Many boulders were probably dropped directly from the melting
front of the glacier. Others may have been rafted to their present
resting places by icebergs in ancient lakes or on floodwaters of
some long-vanished stream as it poured from a glacier. Still
others, buried in the glacial deposits, could have worked their way
up to the land surface as the surrounding loose soil repeatedly
froze and thawed. When the freezing ground expands, pieces of rock
tend to be pushed upward, where they are more easily reached by the
farmer's plow and also more likely to be exposed by erosion.

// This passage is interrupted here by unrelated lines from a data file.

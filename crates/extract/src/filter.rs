use std::collections::HashSet;

use anyhow::{Context, Result};
use regex::Regex;

const MIN_NAME_LEN: usize = 3;

/// Exact (case-insensitive) names that are never entities.
const BLACKLIST: &[&str] = &[
    "united states",
    "the united states",
    "page intentionally left blank",
    "privileged and confidential",
    "attorney client",
    "attorney client privilege",
    "document produced",
    "original message",
    "forwarded message",
    "sent from my iphone",
    "thank you",
    "best regards",
    "kind regards",
    "good morning",
    "good afternoon",
    "happy birthday",
    "dear sir",
    "to whom it may concern",
];

/// Whole-name patterns: Bates stamps, exhibit labels, docket numbers.
const BLACKLIST_PATTERNS: &[&str] = &[
    r"(?i)^efta\s*\d+$",
    r"(?i)^exhibit\s+[a-z0-9]+$",
    r"(?i)^case\s+no\b",
    r"(?i)^page\s+\d+",
    r"(?i)^(mon|tues|wednes|thurs|fri|satur|sun)day\b",
    r"^[A-Z]{1,2}( [A-Z]{1,2})+$",
];

/// Substrings that mark a candidate as document furniture.
const PARTIAL_BLOCKLIST: &[&str] = &[
    "confidential",
    "redacted",
    "subject to protective order",
    "bates",
    "declassified",
    "unclassified",
    "produced pursuant",
    "deposition of",
    "http",
    "www",
    "@",
];

const HONORIFICS: &[&str] = &["mr", "mrs", "ms", "miss", "dr", "mister"];

#[derive(Debug, Clone, PartialEq, Eq)]
pub enum RejectReason {
    TooShort,
    Blacklisted,
    BlacklistPattern(String),
    PartialBlocklist(String),
    BareSurname,
    Boilerplate,
}

/// Rejects noise candidates before they reach the resolver.
pub struct JunkFilter {
    blacklist: HashSet<String>,
    blacklist_patterns: Vec<Regex>,
    partial_blocklist: Vec<String>,
}

impl JunkFilter {
    pub fn new() -> Result<Self> {
        Self::with_lists(BLACKLIST, BLACKLIST_PATTERNS, PARTIAL_BLOCKLIST)
    }

    pub fn with_lists(blacklist: &[&str], patterns: &[&str], partial: &[&str]) -> Result<Self> {
        let blacklist_patterns = patterns
            .iter()
            .map(|p| Regex::new(p).with_context(|| format!("Invalid blacklist pattern: {}", p)))
            .collect::<Result<Vec<_>>>()?;

        Ok(Self {
            blacklist: blacklist.iter().map(|s| s.to_lowercase()).collect(),
            blacklist_patterns,
            partial_blocklist: partial.iter().map(|s| s.to_lowercase()).collect(),
        })
    }

    /// Check a normalized candidate. `None` means keep it.
    pub fn check(&self, normalized: &str) -> Option<RejectReason> {
        if normalized.chars().count() < MIN_NAME_LEN {
            return Some(RejectReason::TooShort);
        }

        let key = normalized.to_lowercase();
        if self.blacklist.contains(&key) {
            return Some(RejectReason::Blacklisted);
        }

        if let Some(pattern) = self.blacklist_patterns.iter().find(|p| p.is_match(normalized)) {
            return Some(RejectReason::BlacklistPattern(pattern.as_str().to_string()));
        }

        if let Some(term) = self.partial_blocklist.iter().find(|term| key.contains(term.as_str())) {
            return Some(RejectReason::PartialBlocklist(term.clone()));
        }

        if is_bare_epstein(&key) {
            return Some(RejectReason::BareSurname);
        }

        None
    }

    /// Full gate: name checks plus the boilerplate classification of the
    /// surrounding text.
    pub fn check_in_context(
        &self,
        normalized: &str,
        surrounding: &str,
        boilerplate: &dyn BoilerplateClassifier,
    ) -> Option<RejectReason> {
        self.check(normalized).or_else(|| {
            boilerplate
                .is_boilerplate(surrounding)
                .then_some(RejectReason::Boilerplate)
        })
    }
}

/// "Epstein" on its own (or behind an honorific) is ambiguous between the
/// person, the estate and the island; only "Epstein Island" survives.
fn is_bare_epstein(key: &str) -> bool {
    let tokens: Vec<&str> = key
        .split_whitespace()
        .map(|t| t.trim_end_matches('.'))
        .filter(|t| !HONORIFICS.contains(t))
        .collect();

    tokens == ["epstein"] && !key.contains("island")
}

/// External collaborator deciding whether text is page furniture
/// (headers, footers, stamps) rather than content.
pub trait BoilerplateClassifier: Send + Sync {
    fn is_boilerplate(&self, text: &str) -> bool;
}

/// Default keyword classifier for common legal-production furniture.
pub struct KeywordBoilerplate {
    patterns: Vec<Regex>,
}

impl KeywordBoilerplate {
    pub fn new() -> Result<Self> {
        let patterns = [
            r"(?i)\bpage\s+\d+\s+of\s+\d+\b",
            r"(?i)\bcase\s+\d+:\d+-\w+-\d+",
            r"(?i)\bfiled\s+\d{1,2}/\d{1,2}/\d{2,4}\b",
            r"(?i)\bdocument\s+\d+-?\d*\s+filed\b",
            r"(?i)\bEFTA\d{5,}\b",
        ]
        .iter()
        .map(|p| Regex::new(p).with_context(|| format!("Invalid boilerplate pattern: {}", p)))
        .collect::<Result<Vec<_>>>()?;

        Ok(Self { patterns })
    }
}

impl BoilerplateClassifier for KeywordBoilerplate {
    fn is_boilerplate(&self, text: &str) -> bool {
        self.patterns.iter().any(|p| p.is_match(text))
    }
}
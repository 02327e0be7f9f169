use std::collections::{BTreeMap, BTreeSet};
use std::fmt;

use chrono::{DateTime, Utc};
use ingest::stable_id;
use serde::{Deserialize, Serialize};

pub const MENTIONED_WITH: &str = "mentioned_with";

#[derive(Debug, Clone, Copy, PartialEq, Eq, Hash, PartialOrd, Ord, Serialize, Deserialize)]
pub enum EntityType {
    Person,
    Organization,
    Location,
    Media,
    Financial,
    Other,
}

impl EntityType {
    pub fn as_str(&self) -> &'static str {
        match self {
            EntityType::Person => "Person",
            EntityType::Organization => "Organization",
            EntityType::Location => "Location",
            EntityType::Media => "Media",
            EntityType::Financial => "Financial",
            EntityType::Other => "Other",
        }
    }

    pub fn parse(value: &str) -> Self {
        match value.to_ascii_lowercase().as_str() {
            "person" => EntityType::Person,
            "organization" | "organisation" => EntityType::Organization,
            "location" => EntityType::Location,
            "media" => EntityType::Media,
            "financial" => EntityType::Financial,
            _ => EntityType::Other,
        }
    }
}

impl fmt::Display for EntityType {
    fn fmt(&self, f: &mut fmt::Formatter<'_>) -> fmt::Result {
        f.write_str(self.as_str())
    }
}

/// Curated risk metadata carried by VIP entries and entities.
#[derive(Debug, Clone, Default, PartialEq, Serialize, Deserialize)]
pub struct RiskProfile {
    #[serde(default)]
    pub risk_level: Option<String>,
    #[serde(default)]
    pub category: Option<String>,
    #[serde(default)]
    pub red_flag_rating: Option<u8>,
    #[serde(default)]
    pub bio: Option<String>,
    #[serde(default)]
    pub birth_date: Option<String>,
    #[serde(default)]
    pub death_date: Option<String>,
    #[serde(default)]
    pub notes: Option<String>,
}

impl RiskProfile {
    pub fn is_empty(&self) -> bool {
        self == &RiskProfile::default()
    }
}

#[derive(Debug, Clone, PartialEq, Serialize, Deserialize)]
pub struct Entity {
    pub id: String,
    pub full_name: String,
    pub entity_type: EntityType,
    pub aliases: BTreeSet<String>,
    pub risk: RiskProfile,
}

/// What the resolver hands the store when an entity may need creating.
#[derive(Debug, Clone, PartialEq)]
pub struct EntityDraft {
    pub full_name: String,
    pub entity_type: EntityType,
    pub aliases: BTreeSet<String>,
    pub risk: RiskProfile,
}

impl EntityDraft {
    pub fn new(full_name: impl Into<String>, entity_type: EntityType) -> Self {
        Self {
            full_name: full_name.into(),
            entity_type,
            aliases: BTreeSet::new(),
            risk: RiskProfile::default(),
        }
    }

    pub fn into_entity(self, id: String) -> Entity {
        Entity {
            id,
            full_name: self.full_name,
            entity_type: self.entity_type,
            aliases: self.aliases,
            risk: self.risk,
        }
    }
}

#[derive(Debug, Clone, Copy, PartialEq, Eq, Serialize, Deserialize)]
#[serde(rename_all = "snake_case")]
pub enum ResolutionMethod {
    VipRule,
    ContextRule,
    AliasCache,
    Heuristic,
}

impl ResolutionMethod {
    pub fn as_str(&self) -> &'static str {
        match self {
            ResolutionMethod::VipRule => "vip_rule",
            ResolutionMethod::ContextRule => "context_rule",
            ResolutionMethod::AliasCache => "alias_cache",
            ResolutionMethod::Heuristic => "heuristic",
        }
    }

    pub fn parse(value: &str) -> Self {
        match value {
            "vip_rule" => ResolutionMethod::VipRule,
            "context_rule" => ResolutionMethod::ContextRule,
            "alias_cache" => ResolutionMethod::AliasCache,
            _ => ResolutionMethod::Heuristic,
        }
    }
}

/// Evidence payload persisted with every mention and every resolution event.
#[derive(Debug, Clone, PartialEq, Serialize, Deserialize)]
pub struct MentionEvidence {
    pub context: String,
    pub surface: String,
    pub normalized: String,
    pub entity_type: EntityType,
    pub score: f64,
}

#[derive(Debug, Clone, PartialEq, Serialize, Deserialize)]
pub struct Mention {
    pub id: String,
    pub document_id: String,
    pub span_id: String,
    pub entity_id: String,
    pub start: usize,
    pub end: usize,
    pub surface: String,
    pub normalized: String,
    pub entity_type: EntityType,
    pub method: ResolutionMethod,
    pub confidence: f64,
    pub context_before: String,
    pub context_after: String,
    pub sentence_id: Option<String>,
    pub page_id: Option<String>,
    pub evidence: MentionEvidence,
}

impl Mention {
    pub fn mention_id(document_id: &str, span_id: &str, start: usize, end: usize) -> String {
        stable_id(&[document_id, span_id, &start.to_string(), &end.to_string()])
    }
}

#[derive(Debug, Clone, Copy, PartialEq, Eq, Serialize, Deserialize)]
#[serde(rename_all = "snake_case")]
pub enum CandidateKind {
    /// Mention resolved against a blocking-index neighbour.
    MentionEntity,
    /// Two entities whose names look like duplicates.
    NameSimilarity,
}

impl CandidateKind {
    pub fn as_str(&self) -> &'static str {
        match self {
            CandidateKind::MentionEntity => "mention_entity",
            CandidateKind::NameSimilarity => "name_similarity",
        }
    }
}

#[derive(Debug, Clone, Copy, PartialEq, Eq, Serialize, Deserialize)]
#[serde(rename_all = "snake_case")]
pub enum CandidateDecision {
    Merged,
    Pending,
}

impl CandidateDecision {
    pub fn as_str(&self) -> &'static str {
        match self {
            CandidateDecision::Merged => "merged",
            CandidateDecision::Pending => "pending",
        }
    }
}

/// Audit record of a proposed link. Never drives resolution by itself.
#[derive(Debug, Clone, PartialEq, Serialize, Deserialize)]
pub struct ResolutionCandidate {
    pub id: String,
    pub kind: CandidateKind,
    /// Mention id for `MentionEntity`, entity id for `NameSimilarity`.
    pub source_id: String,
    pub candidate_entity_id: String,
    pub score: f64,
    pub features: BTreeMap<String, f64>,
    pub decision: Option<CandidateDecision>,
}

impl ResolutionCandidate {
    pub fn candidate_id(kind: CandidateKind, source_id: &str, candidate_entity_id: &str) -> String {
        stable_id(&[kind.as_str(), source_id, candidate_entity_id])
    }
}

#[derive(Debug, Clone, PartialEq, Serialize, Deserialize)]
pub struct Relation {
    pub id: String,
    pub subject_id: String,
    pub object_id: String,
    pub predicate: String,
    pub weight: f64,
    pub status: String,
    pub first_seen: DateTime<Utc>,
    pub last_seen: DateTime<Utc>,
}

impl Relation {
    /// Order-independent edge id: the pair is sorted before hashing.
    pub fn edge_id(a: &str, b: &str, predicate: &str) -> String {
        let (low, high) = if a <= b { (a, b) } else { (b, a) };
        stable_id(&[low, high, predicate])
    }
}

#[derive(Debug, Clone, PartialEq, Serialize, Deserialize)]
pub struct RelationEvidence {
    pub id: String,
    pub relation_id: String,
    pub document_id: String,
    pub span_id: String,
    pub quote: String,
    pub confidence: f64,
    pub mention_ids: Vec<String>,
}

impl RelationEvidence {
    pub fn evidence_id(relation_id: &str, document_id: &str, mention_a: &str, mention_b: &str) -> String {
        stable_id(&[relation_id, document_id, mention_a, mention_b])
    }
}

#[derive(Debug, Clone, Copy, PartialEq, Eq, Serialize, Deserialize)]
#[serde(rename_all = "lowercase")]
pub enum Modality {
    Asserted,
    Denied,
}

impl Modality {
    pub fn as_str(&self) -> &'static str {
        match self {
            Modality::Asserted => "asserted",
            Modality::Denied => "denied",
        }
    }

    pub fn parse(value: &str) -> Self {
        match value {
            "denied" => Modality::Denied,
            _ => Modality::Asserted,
        }
    }
}

#[derive(Debug, Clone, PartialEq, Serialize, Deserialize)]
pub struct ClaimTriple {
    pub id: String,
    pub subject_id: String,
    pub predicate: String,
    pub object_id: Option<String>,
    pub object_text: Option<String>,
    pub document_id: String,
    pub sentence_id: String,
    pub confidence: f64,
    pub modality: Modality,
}

impl ClaimTriple {
    pub fn triple_id(subject: &str, predicate: &str, object: &str, document_id: &str, sentence_id: &str) -> String {
        stable_id(&[subject, predicate, object, document_id, sentence_id])
    }

    /// Entity id or literal text, whichever the claim points at.
    pub fn object_key(&self) -> &str {
        self.object_id
            .as_deref()
            .or(self.object_text.as_deref())
            .unwrap_or_default()
    }
}

#[derive(Debug, Clone, Copy, PartialEq, Eq, Serialize, Deserialize)]
#[serde(rename_all = "lowercase")]
pub enum Severity {
    Info,
    Warning,
    High,
}

impl Severity {
    pub fn as_str(&self) -> &'static str {
        match self {
            Severity::Info => "info",
            Severity::Warning => "warning",
            Severity::High => "high",
        }
    }
}

/// Advisory, non-blocking data-quality marker.
#[derive(Debug, Clone, PartialEq, Serialize, Deserialize)]
pub struct QualityFlag {
    pub id: String,
    pub target_type: String,
    pub target_id: String,
    pub flag_type: String,
    pub severity: Severity,
    pub details: serde_json::Value,
}

impl QualityFlag {
    pub fn new(
        target_type: &str,
        target_id: &str,
        flag_type: &str,
        severity: Severity,
        details: serde_json::Value,
    ) -> Self {
        let id = stable_id(&[target_type, target_id, flag_type, &details.to_string()]);
        Self {
            id,
            target_type: target_type.to_string(),
            target_id: target_id.to_string(),
            flag_type: flag_type.to_string(),
            severity,
            details,
        }
    }
}

#[derive(Debug, Clone, PartialEq, Serialize, Deserialize)]
pub struct ResolverRun {
    pub id: String,
    pub version: String,
    pub started_at: DateTime<Utc>,
    pub finished_at: Option<DateTime<Utc>>,
    pub documents_processed: usize,
}

impl ResolverRun {
    pub fn start(version: impl Into<String>) -> Self {
        Self {
            id: uuid::Uuid::new_v4().to_string(),
            version: version.into(),
            started_at: Utc::now(),
            finished_at: None,
            documents_processed: 0,
        }
    }
}

/// Append-only record of one resolution decision.
#[derive(Debug, Clone, PartialEq, Serialize, Deserialize)]
pub struct ResolutionEvent {
    pub id: String,
    pub run_id: String,
    pub version: String,
    pub mention_id: String,
    pub entity_id: String,
    pub method: ResolutionMethod,
    pub confidence: f64,
    pub evidence: MentionEvidence,
    pub created_at: DateTime<Utc>,
}

#[cfg(test)]
mod tests {
    use super::*;

    #[test]
    fn test_edge_id_is_symmetric() {
        let ab = Relation::edge_id("entity-a", "entity-b", MENTIONED_WITH);
        let ba = Relation::edge_id("entity-b", "entity-a", MENTIONED_WITH);
        assert_eq!(ab, ba);
        assert_ne!(ab, Relation::edge_id("entity-a", "entity-c", MENTIONED_WITH));
    }

    #[test]
    fn test_entity_type_parse_is_lenient() {
        assert_eq!(EntityType::parse("PERSON"), EntityType::Person);
        assert_eq!(EntityType::parse("organisation"), EntityType::Organization);
        assert_eq!(EntityType::parse("vessel"), EntityType::Other);
    }

    #[test]
    fn test_claim_object_key_prefers_entity() {
        let claim = ClaimTriple {
            id: "c".into(),
            subject_id: "s".into(),
            predicate: "contacted".into(),
            object_id: Some("o".into()),
            object_text: Some("ignored".into()),
            document_id: "d".into(),
            sentence_id: "sent".into(),
            confidence: 0.7,
            modality: Modality::Asserted,
        };
        assert_eq!(claim.object_key(), "o");
    }
}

As you approach this glacial erratic, you will likely notice
several things about the terrain. First, the topography is quite
flat with little change in elevation. Next, there are few
geological features of note nearby. The creek meandering through
the otherwise nondescript slightly wooded prairie and the various
type of rocks within that creek are essentially the only notable
features. However, that does not detract from the austere, simple
beauty of the landscape.
The glacial erratic at this location is a special, out of the
ordinary one indeed. It's size is much larger than most glacial
erratics, and it's composition is atypical of most erratics found
in this region. Using the data in the paragraphs above, attempt to
determine the composition of the erratic, which will be useful when
answering the questions below.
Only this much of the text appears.